As Bay Area pioneer of conceptual art, Paul Kos helped define a West Coast approach to the form that emphasizes the elegant use of materials to explore issues of perception, social relations and life activities. In the Spark episode “Trailblazers,” audiences get a firsthand introduction to the artist, his fertile imagination and his 30-year body of humorous and provocative conceptual artwork. We examine individual works with the artist at his studio and the Berkeley Museum of Art, which has mounted the first major retrospective exhibition of Kos’s work, “Everything Matters.”

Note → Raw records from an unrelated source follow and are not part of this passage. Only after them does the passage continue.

//! Client configuration.

/// Environment variable naming the backend base URL.
pub const BACKEND_URL_ENV: &str = "MASKROOM_BACKEND_URL";

/// Fallback backend when the environment provides none.
pub const DEFAULT_BACKEND_URL: &str = "http://127.0.0.1:8000";

/// Default message TTL in seconds.
pub const DEFAULT_TTL_SECONDS: u64 = 60;

/// Configuration consumed by the session driver.
#[derive(Debug, Clone)]
pub struct ClientConfig {
    /// Backend base URL; http(s) schemes are rewritten to ws(s) at connect
    /// time.
    pub backend_url: String,
    /// Default TTL for sent messages, in seconds. The session clamps values
    /// below [`maskroom_core::MIN_DEFAULT_TTL_SECONDS`].
    pub default_ttl_seconds: u64,
}

impl ClientConfig {
    /// Read configuration from the process environment, falling back to
    /// defaults for anything unset.
    #[must_use]
    pub fn from_env() -> Self {
        let backend_url = std::env::var(BACKEND_URL_ENV)
            .unwrap_or_else(|_| DEFAULT_BACKEND_URL.to_string());
        Self { backend_url, default_ttl_seconds: DEFAULT_TTL_SECONDS }
    }

    /// Configuration pointing at an explicit backend.
    pub fn with_backend(backend_url: impl Into<String>) -> Self {
        Self { backend_url: backend_url.into(), default_ttl_seconds: DEFAULT_TTL_SECONDS }
    }
}

impl Default for ClientConfig {
    fn default() -> Self {
        Self {
            backend_url: DEFAULT_BACKEND_URL.to_string(),
            default_ttl_seconds: DEFAULT_TTL_SECONDS,
        }
    }
}
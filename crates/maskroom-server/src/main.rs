//! Maskroom relay server binary.
//!
//! # Usage
//!
//! ```bash
//! maskroom-server --bind 0.0.0.0:8000
//! ```
//!
//! Terminate TLS in front of this process; clients derive `wss://` from an
//! `https://` backend URL and expect the proxy to speak it.

use clap::Parser;
use maskroom_server::RelayServer;
use tracing_subscriber::{EnvFilter, fmt, layer::SubscriberExt, util::SubscriberInitExt};

/// Maskroom relay server
#[derive(Parser, Debug)]
#[command(name = "maskroom-server")]
#[command(about = "Blind relay for ephemeral encrypted rooms")]
#[command(version)]
struct Args {
    /// Address to bind to
    #[arg(short, long, default_value = "0.0.0.0:8000")]
    bind: String,

    /// Log level (trace, debug, info, warn, error)
    #[arg(long, default_value = "info")]
    log_level: String,
}

#[tokio::main]
async fn main() -> Result<(), Box<dyn std::error::Error>> {
    let args = Args::parse();
    let filter =
        EnvFilter::try_from_default_env().unwrap_or_else(|_| EnvFilter::new(&args.log_level));

    tracing_subscriber::registry().with(fmt::layer()).with(filter).init();

    tracing::info!("Maskroom relay starting");
    tracing::info!("Binding to {}", args.bind);

    let server = RelayServer::bind(&args.bind).await?;

    tracing::info!("Relay listening on {}", server.local_addr()?);

    server.run().await?;

    Ok(())
}
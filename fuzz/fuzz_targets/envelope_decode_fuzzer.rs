//! Fuzz target for envelope frame decoding
//!
//! The session feeds raw network text straight into `Envelope::from_frame`,
//! so the decoder is the first thing a hostile relay or peer can reach.
//!
//! # Invariants
//!
//! - Decoding arbitrary text never panics; failures are structured errors
//! - Successfully decoded envelopes re-encode and decode to the same value

#![no_main]

use libfuzzer_sys::fuzz_target;
use maskroom_proto::Envelope;

fuzz_target!(|data: &[u8]| {
    let Ok(text) = std::str::from_utf8(data) else {
        return;
    };

    let Ok(envelope) = Envelope::from_frame(text) else {
        return;
    };

    // Round-trip: anything we accept must survive re-encoding.
    let reencoded = envelope.to_frame();
    let redecoded = Envelope::from_frame(&reencoded).expect("re-encoded frame must decode");
    assert_eq!(redecoded, envelope);
});
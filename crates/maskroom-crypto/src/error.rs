//! Error types for cryptographic operations.

use thiserror::Error;

/// Errors from the cryptographic primitives.
///
/// Carries no detail: a decryption failure means "wrong key or tampered
/// ciphertext" and the caller drops the message without telling the two
/// apart.
#[derive(Debug, Clone, Copy, PartialEq, Eq, Error)]
pub enum CryptoError {
    /// Authentication tag did not verify.
    #[error("decryption failed: authentication tag mismatch")]
    DecryptionFailed,
}
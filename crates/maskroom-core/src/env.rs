//! Environment abstraction for deterministic testing.
//!
//! Decouples protocol logic from system resources (time, randomness). The
//! session reads the wall clock through this trait because message expiry is
//! defined in Unix milliseconds on the wire, and takes its nonce entropy from
//! it so tests can replay exact byte sequences.

use std::{
    sync::{
        Arc,
        atomic::{AtomicU64, Ordering},
    },
    time::{SystemTime, UNIX_EPOCH},
};

/// Abstract environment providing time and randomness.
///
/// Implementations MUST guarantee:
///
/// - `now_ms()` never goes backwards within a single execution context
/// - `random_bytes()` uses cryptographically secure entropy in production
pub trait Environment: Clone + Send + Sync + 'static {
    /// Current wall-clock time in milliseconds since the Unix epoch.
    ///
    /// Wall-clock rather than monotonic because timestamps and expiry
    /// instants are exchanged between sessions on different machines.
    fn now_ms(&self) -> u64;

    /// Fills the provided buffer with random bytes.
    fn random_bytes(&self, buffer: &mut [u8]);

    /// Generates a random `u64`.
    ///
    /// Convenience for identifiers that only need to be locally unique.
    fn random_u64(&self) -> u64 {
        let mut bytes = [0u8; 8];
        self.random_bytes(&mut bytes);
        u64::from_be_bytes(bytes)
    }
}

/// Production environment using system time and cryptographic RNG.
#[derive(Clone, Copy, Default)]
pub struct SystemEnv;

impl SystemEnv {
    /// Create a new system environment.
    #[must_use]
    pub fn new() -> Self {
        Self
    }
}

impl Environment for SystemEnv {
    fn now_ms(&self) -> u64 {
        SystemTime::now()
            .duration_since(UNIX_EPOCH)
            .map_or(0, |elapsed| elapsed.as_millis() as u64)
    }

    fn random_bytes(&self, buffer: &mut [u8]) {
        getrandom::fill(buffer).unwrap_or_else(|e| {
            // NOTE: This should never fail on supported platforms, if it does
            // it's a critical error. Fill with zeros as a fallback (not
            // secure, but prevents panic).
            tracing::error!("getrandom failed: {}", e);
            buffer.fill(0);
        });
    }
}

/// Simulated environment with a virtual clock and seeded RNG.
///
/// Deterministic per seed and NOT cryptographically secure; for tests and
/// simulation only. Clones share the same clock and RNG state, so a test can
/// hold one handle to advance time while the session holds another.
#[derive(Clone)]
pub struct SimEnv {
    now_ms: Arc<AtomicU64>,
    rng_state: Arc<AtomicU64>,
}

impl SimEnv {
    /// Create a simulated environment at time zero with a fixed seed.
    #[must_use]
    pub fn new() -> Self {
        Self::seeded(0x6d61_736b)
    }

    /// Create a simulated environment with an explicit RNG seed.
    #[must_use]
    pub fn seeded(seed: u64) -> Self {
        Self {
            now_ms: Arc::new(AtomicU64::new(0)),
            // xorshift has a zero fixed point, so force a set bit
            rng_state: Arc::new(AtomicU64::new(seed | 1)),
        }
    }

    /// Set the virtual clock to an absolute time.
    pub fn set_now_ms(&self, now_ms: u64) {
        self.now_ms.store(now_ms, Ordering::Relaxed);
    }

    /// Advance the virtual clock.
    pub fn advance_ms(&self, delta_ms: u64) {
        self.now_ms.fetch_add(delta_ms, Ordering::Relaxed);
    }
}

impl Default for SimEnv {
    fn default() -> Self {
        Self::new()
    }
}

impl Environment for SimEnv {
    fn now_ms(&self) -> u64 {
        self.now_ms.load(Ordering::Relaxed)
    }

    fn random_bytes(&self, buffer: &mut [u8]) {
        for chunk in buffer.chunks_mut(8) {
            let mut x = self.rng_state.load(Ordering::Relaxed);
            x ^= x << 13;
            x ^= x >> 7;
            x ^= x << 17;
            self.rng_state.store(x, Ordering::Relaxed);

            for (byte, value) in chunk.iter_mut().zip(x.to_be_bytes()) {
                *byte = value;
            }
        }
    }
}
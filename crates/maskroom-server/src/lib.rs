//! Maskroom relay server
//!
//! A blind relay: accepts WebSocket connections at `/ws/<roomId>`,
//! multiplexes members per room, and forwards text frames verbatim to every
//! other member of the same room. It holds no keys, parses no envelope
//! contents, and persists nothing; a room exists exactly as long as it has
//! members.
//!
//! Protocol obligations on this side are deliberately thin:
//! - one UTF-8 JSON object per text frame, relayed opaquely
//! - binary frames ignored (the wire contract is text)
//! - fan-out excludes the original sender (clients echo locally)

#![forbid(unsafe_code)]
#![deny(missing_docs)]

pub mod relay;
mod server;

pub use relay::RelayState;
pub use server::RelayServer;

Kos relocated to San Francisco in 1967, arriving in the middle of a dynamic period in the history of the Bay Area characterized by cultural openness and curiosity and marked political activism. Already an important hub for artistic innovation, Kos and his peers experimented with new mediums through which to communicate contemporary ideas about the culture in which they lived. With the use of these new materials (most of them technologies designed for other purposes) as creative and expressive vehicles, over traditional artistic media such as drawing, painting, and sculpture, came the placement of concept as the driving force in artistic expression.

As a genre, conceptual art is art that aims to find its own definition by investigating the language of art and the system within which it exists. Conceptual artists question how we communicate by experimenting with different forms, thereby using the forms of visual phenomena to comment directly about how we engage with, apprehend and derive meaning from visual phenomena.

In his work, Kos has used a wide variety of media to explore a distinctive range of ideas, from the concept of time to the structure of the Catholic Church to the international divisions of global politics and cultural assumptions. Of primary concern to the artist is the employment of a unique language of art — finding the right combination of message and media that can transcend the limits of language and verbal communication.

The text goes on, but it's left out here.